Além de promover o debate e a “disputa” de ideias, facilitar
a emergência do contraditório, tirar colegas da zona de conforto e de lembrar a
todos que economia não é ciência exata, Schymura põe suas próprias ideias para
brigar, sem abrir mão de sua sólida formação liberal. Nas análises, introduz
aspectos que a maioria de seus colegas releva por considerá-los imponderáveis.
Ora, o pensamento não chegaria a lugar algum se não houvesse ousadia, sonho,
utopia.
A ciência que mais sofre na tentativa de entender o Brasil é
justamente a destinada a esta missão: a antropologia. Porque o Brasil é um
imenso encontro de etnias marcado por uma infâmia chamada escravidão, com a
qual convivemos oficialmente durante quase quatro séculos e que, por isso, é a
nossa principal característica como sociedade, como advertiu Joaquim Nabuco há
mais de um século.
O Brasil, na verdade, ainda não existe. Nossa singularidade
– a diversidade étnica – é vista pelas elites colonizadas como um defeito de
origem. Ora, o conceito vago que temos de nação, o que julgamos ser parte de
alguma identidade, a nossa riqueza como povo novo, na acepção de Darcy Ribeiro,
deriva justamente desse encontro de imigrantes com os povos que estavam aqui
antes da sua chegada.
Onde entra a economia nessa conversa? Para Luiz Schymura,
não basta olhar para os números das finanças públicas e constatar que,
deficitários, impedem a economia de crescer mais rapidamente. Essa análise é
fácil. O difícil é largar a calculadora um minutinho e procurar entender por que
o governo – em todas as esferas – gasta mais do que arrecada e, o mais
importante, por que faltam recursos para o que é essencial (formar cidadãos) e
sobram para quem não precisa.
Quem disser que é por causa da corrupção, cuidado! A
corrupção é um mal em si, mas não faz cócegas no buraco das contas públicas,
que, em 2019, somou R$ 429 bilhões. Quem acha que uma explicação possível está
na maneira como o Orçamento é formulado está no caminho certo. O Orçamento
Geral da União (OGU) é um retrato do pacto que nos impede de ser uma nação.
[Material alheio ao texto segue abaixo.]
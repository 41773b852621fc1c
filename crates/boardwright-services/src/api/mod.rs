//! REST + SSE API for the completion orchestrator.
//!
//! Routes:
//!
//! - `POST /completion` -- blocking completion
//! - `POST /completion/stream` -- `text/event-stream` of [`StreamChunk`](boardwright_llm::StreamChunk)s
//! - `GET /health` -- adapter probes and usage statistics

pub mod error;
pub mod handlers;

use std::future::Future;
use std::net::SocketAddr;
use std::sync::Arc;

use axum::Router;
use boardwright_core::Orchestrator;
use boardwright_types::config::ServerConfig;
use tower_http::cors::{Any, CorsLayer};
use tower_http::trace::TraceLayer;
use tracing::info;

use crate::error::{Result, ServiceError};

/// Shared state accessible by all API handlers.
#[derive(Clone)]
pub struct ApiState {
    pub orchestrator: Arc<Orchestrator>,
}

impl ApiState {
    pub fn new(orchestrator: Arc<Orchestrator>) -> Self {
        Self { orchestrator }
    }
}

/// Build the API router with all routes.
pub fn build_router(state: ApiState, cors_origins: &[String]) -> Router {
    let cors = if cors_origins.is_empty() {
        CorsLayer::permissive()
    } else {
        let origins: Vec<_> = cors_origins
            .iter()
            .filter_map(|o| o.parse().ok())
            .collect();
        CorsLayer::new()
            .allow_origin(origins)
            .allow_methods(Any)
            .allow_headers(Any)
    };

    handlers::api_routes()
        .layer(cors)
        .layer(TraceLayer::new_for_http())
        .with_state(state)
}

/// Bind `server.bind` and serve until `shutdown` resolves.
pub async fn serve<F>(state: ApiState, server: &ServerConfig, shutdown: F) -> Result<()>
where
    F: Future<Output = ()> + Send + 'static,
{
    let addr: SocketAddr = server
        .bind
        .parse()
        .map_err(|_| ServiceError::InvalidBind(server.bind.clone()))?;
    let listener = tokio::net::TcpListener::bind(addr).await?;
    info!(addr = %listener.local_addr()?, "completion api listening");

    axum::serve(listener, build_router(state, &server.cors_origins))
        .with_graceful_shutdown(shutdown)
        .await?;
    info!("completion api stopped");
    Ok(())
}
O OGU mostra que a divisão dos recursos públicos privilegia
os mais ricos, as elites de todo tipo (não só as econômicas e financeiras, mas
também as sindicais, intelectuais e culturais), a burocracia estatal, as
grandes empresas e as multinacionais (a automobilística, que há 70 anos alega
ter prejuízo no Brasil, mas não sai daqui), enfim, os grupos de interesses
específicos. É provável que, ao ler o Orçamento, alguns leitores constatem
estar entre os beneficiários do regime que faz do nosso contrato social um dos
mais injustos do planeta.
Pior do que criar para si próprio privilégios é ser
beneficiário deles e calar-se. No primeiro caso, estão os “donos do poder”, os
que legislam em causa própria em todas as instâncias do poder; no segundo, os
cúmplices, que recebem riqueza imerecida do Estado. São tantos, mas tantos
exemplos de privilégios, que a tarefa de identificá-los é um exercício de
cidadania.
No debate, Schymura afirma: o brasileiro quer mais
democracia. E clama por isso desde a segunda metade do século XX. Os 50 milhões
de miseráveis atendidos pelo Bolsa Família; as dezenas de milhões da faixa
acima à dos beneficiários do Bolsa Família; as dezenas de milhões dos menos
pobres, mas com pouquíssimas chances de ascensão devido ao caráter concentrador
de renda das políticas públicas; a maioria quer mais democracia.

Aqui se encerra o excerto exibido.